Generic Competitive Strategies

The second chapter of Competitive Strategy looks at three approaches in "coping with the five competitive forces" outlined in the previous chapter, which are industry competitors, potential entrants, substitutes, suppliers, and buyers. The three strategies include overall cost leadership, differentiation, and focus. While they are not mutually exclusive, it is "rarely possible" to pursue multiple approaches.

Overall cost leadership entails "aggressive construction of efficient-scale facilities" to minimize cost, which provides "high margins which can be reinvested." This strategy is usually associated with high volume and market share. Differentiation sacrifices volume for perception of uniqueness industry-wide. Finally, focus strategy is "built around serving a particular target very well." Honed onto a particular segment only, focus can pursue either low cost, high differentiation position, or both.

The chapter notes that a "firm failing to develop its strategy in at least one of these three directions ... is in an extremely poor strategic situation" and "is almost guaranteed low profitability." These firms lose both the high-volume customers looking for low costs, and the high-margin business that depends on differentiation. While each of these strategies has its set of risks, these three generic competitive strategies give an intuitive explanation of the U-shaped relationship between profitability and market share, as observed in some industries.

Thursday, June 20, 2013

Backward and Forward Integration

The first chapter of Competitive Strategy talks about structural analysis of industries, which aims to relate "a company to its environment." Among the five competitive forces surrounding a company are industry competitors, potential entrants, substitutes, suppliers, and buyers. A buyers or supplier can exert competitive force with credible threat of backward or forward integration, respectively.

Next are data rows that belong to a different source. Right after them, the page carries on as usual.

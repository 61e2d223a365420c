// SPDX-FileCopyrightText: 2026 Vaultic Contributors
//
// SPDX-License-Identifier: GPL-3.0-or-later

//! Sync Module
//!
//! Reconciliation of the local encrypted cache against the remote
//! revision-based store, vault mutations, and the event stream observers
//! subscribe to.

pub mod cancel;
pub mod engine;
pub mod events;
pub mod state;

mod vaults;

pub use cancel::CancellationToken;
pub use engine::SyncEngine;
pub use events::{
    CallbackObserver, EventDispatcher, SkipReason, SyncEvent, SyncObserver, SyncSummary,
};
pub use state::{RetryPolicy, SyncPhase};
// SPDX-FileCopyrightText: 2026 Vaultic Contributors
//
// SPDX-License-Identifier: GPL-3.0-or-later

//! Item Content
//!
//! Closed set of item kinds with a versioned binary serialization
//! (bincode). The codec matches exhaustively on the enum; adding a kind is
//! a content-format change, not a runtime dispatch concern.

use serde::{Deserialize, Serialize};

/// Content format version stamped on every encrypted payload.
pub const CONTENT_FORMAT_VERSION: u32 = 1;

/// Lifecycle state of an item as tracked by the server.
///
/// Trash is modeled with this field, never with absence from the remote
/// revision list.
#[derive(Debug, Clone, Copy, PartialEq, Eq, Serialize, Deserialize)]
pub enum ItemState {
    Active,
    Trashed,
}

impl ItemState {
    pub fn from_raw(raw: u32) -> Option<ItemState> {
        match raw {
            1 => Some(ItemState::Active),
            2 => Some(ItemState::Trashed),
            _ => None,
        }
    }

    pub fn as_raw(self) -> u32 {
        match self {
            ItemState::Active => 1,
            ItemState::Trashed => 2,
        }
    }
}

/// The kind of an item, for presentation and filtering.
#[derive(Debug, Clone, Copy, PartialEq, Eq, Hash, Serialize, Deserialize)]
pub enum ItemKind {
    Login,
    Note,
    Alias,
    CreditCard,
}

impl std::fmt::Display for ItemKind {
    fn fmt(&self, f: &mut std::fmt::Formatter<'_>) -> std::fmt::Result {
        let name = match self {
            ItemKind::Login => "login",
            ItemKind::Note => "note",
            ItemKind::Alias => "alias",
            ItemKind::CreditCard => "credit-card",
        };
        f.write_str(name)
    }
}

/// Decrypted item content.
///
/// Exists only transiently in memory; the cache stores it re-encrypted
/// under the master key.
#[derive(Debug, Clone, PartialEq, Eq, Serialize, Deserialize)]
pub enum ItemContent {
    Login {
        title: String,
        username: String,
        password: String,
        urls: Vec<String>,
        totp_uri: Option<String>,
        note: String,
    },
    Note {
        title: String,
        text: String,
    },
    Alias {
        title: String,
        note: String,
    },
    CreditCard {
        title: String,
        cardholder: String,
        number: String,
        expiry: String,
        security_code: String,
        note: String,
    },
}

impl ItemContent {
    pub fn title(&self) -> &str {
        match self {
            ItemContent::Login { title, .. }
            | ItemContent::Note { title, .. }
            | ItemContent::Alias { title, .. }
            | ItemContent::CreditCard { title, .. } => title,
        }
    }

    /// Secondary presentation line, when the kind has one.
    pub fn subtitle(&self) -> Option<&str> {
        match self {
            ItemContent::Login { username, .. } => Some(username),
            ItemContent::Note { .. } => None,
            ItemContent::Alias { .. } => None,
            ItemContent::CreditCard { cardholder, .. } => Some(cardholder),
        }
    }

    pub fn kind(&self) -> ItemKind {
        match self {
            ItemContent::Login { .. } => ItemKind::Login,
            ItemContent::Note { .. } => ItemKind::Note,
            ItemContent::Alias { .. } => ItemKind::Alias,
            ItemContent::CreditCard { .. } => ItemKind::CreditCard,
        }
    }

    pub fn is_login(&self) -> bool {
        matches!(self, ItemContent::Login { .. })
    }
}
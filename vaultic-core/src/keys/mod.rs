// SPDX-FileCopyrightText: 2026 Vaultic Contributors
//
// SPDX-License-Identifier: GPL-3.0-or-later

//! Share Key Management
//!
//! Per-share symmetric key material with rotation history, plus the
//! asymmetric envelopes that deliver vault keys to a user's address key.

pub mod envelope;
pub mod share_key;
pub mod store;

pub use envelope::AddressKeyPair;
pub use share_key::{select_latest, EncryptedShareKey, KeyError, ShareKey};
pub use store::ShareKeyStore;
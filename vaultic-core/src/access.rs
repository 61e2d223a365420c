// SPDX-FileCopyrightText: 2026 Vaultic Contributors
//
// SPDX-License-Identifier: GPL-3.0-or-later

//! Access & Plan
//!
//! Per-user entitlement snapshot. Refreshed from the server and cached
//! locally; never mutated by item or share logic. On the wire a limit of
//! `-1` means unlimited, which the domain model represents as an absent
//! limit.

use serde::{Deserialize, Serialize};

/// Entitlement snapshot in domain form.
#[derive(Debug, Clone, PartialEq, Eq, Serialize, Deserialize)]
pub struct Plan {
    pub name: String,
    pub vault_limit: Option<u32>,
    pub alias_limit: Option<u32>,
    pub totp_limit: Option<u32>,
    pub trial_end: Option<i64>,
}

impl Plan {
    /// Whether the plan allows another vault given the current count.
    pub fn allows_vault(&self, current_vaults: usize) -> bool {
        match self.vault_limit {
            Some(limit) => current_vaults < limit as usize,
            None => true,
        }
    }
}

/// Entitlement snapshot as delivered by the server.
#[derive(Debug, Clone, PartialEq, Eq, Serialize, Deserialize)]
pub struct PlanData {
    pub name: String,
    pub vault_limit: i64,
    pub alias_limit: i64,
    pub totp_limit: i64,
    pub trial_end: i64,
}

impl From<PlanData> for Plan {
    fn from(data: PlanData) -> Self {
        Plan {
            name: data.name,
            vault_limit: limit(data.vault_limit),
            alias_limit: limit(data.alias_limit),
            totp_limit: limit(data.totp_limit),
            trial_end: (data.trial_end > 0).then_some(data.trial_end),
        }
    }
}

fn limit(raw: i64) -> Option<u32> {
    (raw >= 0).then(|| raw as u32)
}
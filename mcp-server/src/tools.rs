//! Per-tool behavior behind `tools/call`. Every outcome a caller can see,
//! including backend failures and rejected questions, is a successful
//! protocol response carrying `ERROR:`-prefixed guidance text; JSON-RPC
//! errors are reserved for the envelope layer.

use std::sync::Arc;

use mcp_types::CallToolResult;
use mcp_types::Tool;
use serde_json::Value;
use tracing::debug;

use crate::backend::SqlBackend;
use crate::format::REJECTION_EXAMPLES;
use crate::format::format_results;
use crate::format::tool_error_result;
use crate::format::tool_text_result;
use crate::intent::extract_user_reference;
use crate::tool_config::ListActiveUsersArgs;
use crate::tool_config::MAX_LIST_LIMIT;
use crate::tool_config::QueryTotaraDbArgs;
use crate::tool_config::create_get_help_tool;
use crate::tool_config::create_list_active_users_tool;
use crate::tool_config::create_query_totara_db_tool;
use crate::tool_config::create_test_vanna_status_tool;
use crate::validation::ValidationConfig;
use crate::validation::ValidationOutcome;
use crate::validation::validate;

const STATUS_USER_COUNT_SQL: &str = "SELECT COUNT(*) as count FROM ttl_user WHERE deleted = 0";

const HELP_TEXT: &str = "HELP: Totara LMS Query Guide

GOOD Questions:
\u{2022} \"Show me all active users\"
\u{2022} \"List courses with enrollment counts\"
\u{2022} \"Find users enrolled in Computer Science course\"
\u{2022} \"Show course completion statistics\"

User-Specific:
\u{2022} \"Show courses for user ID 2\"
\u{2022} \"List progress for user humanadmin\"
\u{2022} \"Show my enrolled courses\"

AVOID:
\u{2022} Too vague: \"help\", \"users\", \"courses\"
\u{2022} Unsafe: \"delete\", \"drop\", \"alter\"
\u{2022} Non-database: \"What's the weather?\"

Tips:
\u{2022} Be specific about what data you want
\u{2022} Use action words: \"show\", \"list\", \"find\", \"count\"
\u{2022} Mention users, courses, or time periods

Commands: list_active_users, test_vanna_status";

pub struct ToolRouter {
    backend: Arc<dyn SqlBackend>,
    validation: ValidationConfig,
}

impl ToolRouter {
    pub fn new(backend: Arc<dyn SqlBackend>, validation: ValidationConfig) -> Self {
        Self {
            backend,
            validation,
        }
    }

    /// The static tool catalogue served for `tools/list`.
    pub fn catalogue() -> Vec<Tool> {
        vec![
            create_query_totara_db_tool(),
            create_test_vanna_status_tool(),
            create_list_active_users_tool(),
            create_get_help_tool(),
        ]
    }

    pub async fn call(&self, name: &str, arguments: Option<Value>) -> CallToolResult {
        debug!("tool call: {name}");
        match name {
            "query_totara_db" => self.query_totara_db(arguments).await,
            "test_vanna_status" => self.test_vanna_status().await,
            "list_active_users" => self.list_active_users(arguments).await,
            "get_help" => tool_text_result(HELP_TEXT),
            _ => tool_error_result(format!(
                "ERROR: Unknown tool '{name}'. Available tools: query_totara_db, test_vanna_status, list_active_users, get_help"
            )),
        }
    }

    async fn query_totara_db(&self, arguments: Option<Value>) -> CallToolResult {
        let args: QueryTotaraDbArgs =
            match serde_json::from_value(arguments.unwrap_or_else(|| Value::Object(Default::default()))) {
                Ok(args) => args,
                Err(_) => {
                    return tool_text_result(format!(
                        "ERROR: Invalid Input - Please provide a valid question as text.{REJECTION_EXAMPLES}"
                    ));
                }
            };

        if let ValidationOutcome::Rejected { message, .. } = validate(&self.validation, &args.question)
        {
            return tool_text_result(format!("{message}{REJECTION_EXAMPLES}"));
        }

        let question = args.question.trim();
        let user_reference = extract_user_reference(&self.validation, question);
        let enriched_question = match &user_reference {
            Some(user) => format!("{question} (targeting {user})"),
            None => question.to_string(),
        };

        let sql = match self.backend.generate_sql(&enriched_question).await {
            Ok(sql) => sql,
            Err(e) => {
                return tool_text_result(format!(
                    "ERROR: Query failed: {e}\n\nTry: Simpler question, check system status"
                ));
            }
        };

        if sql.trim().is_empty() || !sql.to_uppercase().contains("SELECT") {
            return tool_text_result(format!(
                "ERROR: Could not generate query for: {question}\n\nTry rephrasing more clearly."
            ));
        }

        match self.backend.run_sql(&sql).await {
            Ok(rows) => {
                tool_text_result(format_results(question, &sql, &rows, user_reference.as_ref()))
            }
            Err(e) => tool_text_result(format!(
                "ERROR: Query failed: {e}\n\nTry: Simpler question, check system status"
            )),
        }
    }

    async fn test_vanna_status(&self) -> CallToolResult {
        match self.backend.run_sql(STATUS_USER_COUNT_SQL).await {
            Ok(rows) => {
                let user_count = rows
                    .first()
                    .and_then(|row| row.get("count"))
                    .and_then(Value::as_i64)
                    .unwrap_or(0);
                let training_count = self.backend.training_item_count().await;
                tool_text_result(format!(
                    "SUCCESS: Vanna MCP Server Status\nVanna: Active with Azure OpenAI\nDatabase: Connected ({user_count} users)\nTraining: {training_count} items loaded\nError Handling: Enhanced validation enabled\nSystem: Ready for queries"
                ))
            }
            Err(e) => tool_text_result(format!("ERROR: Status check failed: {e}")),
        }
    }

    async fn list_active_users(&self, arguments: Option<Value>) -> CallToolResult {
        let args: ListActiveUsersArgs =
            match serde_json::from_value(arguments.unwrap_or_else(|| Value::Object(Default::default()))) {
                Ok(args) => args,
                Err(e) => return tool_text_result(format!("ERROR: Failed to list users: {e}")),
            };
        let limit = args.limit.clamp(1, MAX_LIST_LIMIT);

        let sql = format!(
            "SELECT id, username, firstname, lastname, email\nFROM ttl_user\nWHERE deleted = 0 AND suspended = 0 AND id > 1\nORDER BY timecreated DESC\nLIMIT {limit}"
        );

        match self.backend.run_sql(&sql).await {
            Ok(rows) if !rows.is_empty() => {
                let user_lines: Vec<String> = rows
                    .iter()
                    .map(|row| {
                        format!(
                            "ID {}: {} {} ({})",
                            field(row, "id"),
                            field(row, "firstname"),
                            field(row, "lastname"),
                            field(row, "username"),
                        )
                    })
                    .collect();
                tool_text_result(format!(
                    "Active Users (Top {}):\n\n{}\n\nUsage Examples:\n\u{2022} 'show courses for user ID 2'\n\u{2022} 'my enrolled courses' (defaults to ID {})",
                    rows.len(),
                    user_lines.join("\n"),
                    self.validation.default_user_id,
                ))
            }
            Ok(_) => tool_text_result("No active users found."),
            Err(e) => tool_text_result(format!("ERROR: Failed to list users: {e}")),
        }
    }
}

/// Render one column for the bulleted user list; absent columns show as
/// empty rather than failing the whole listing.
fn field(row: &crate::backend::Row, name: &str) -> String {
    match row.get(name) {
        Some(Value::String(s)) => s.clone(),
        Some(Value::Null) | None => String::new(),
        Some(other) => other.to_string(),
    }
}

Buyer can engage in backward integration by purchasing the parts it typically procures from suppliers. This poses competitive force on the suppliers. On the other hand, suppliers can engage in forward integration by expanding activity "to include control of the direct distribution of its products," posing competitive force on the buyers typically involved in the distribution. The same company can be both a buyer or supplier in different markets. A manufacturing company, for example, may be the buyer in the market for raw materials, but becomes the supplier in the market of the assembled goods to other companies.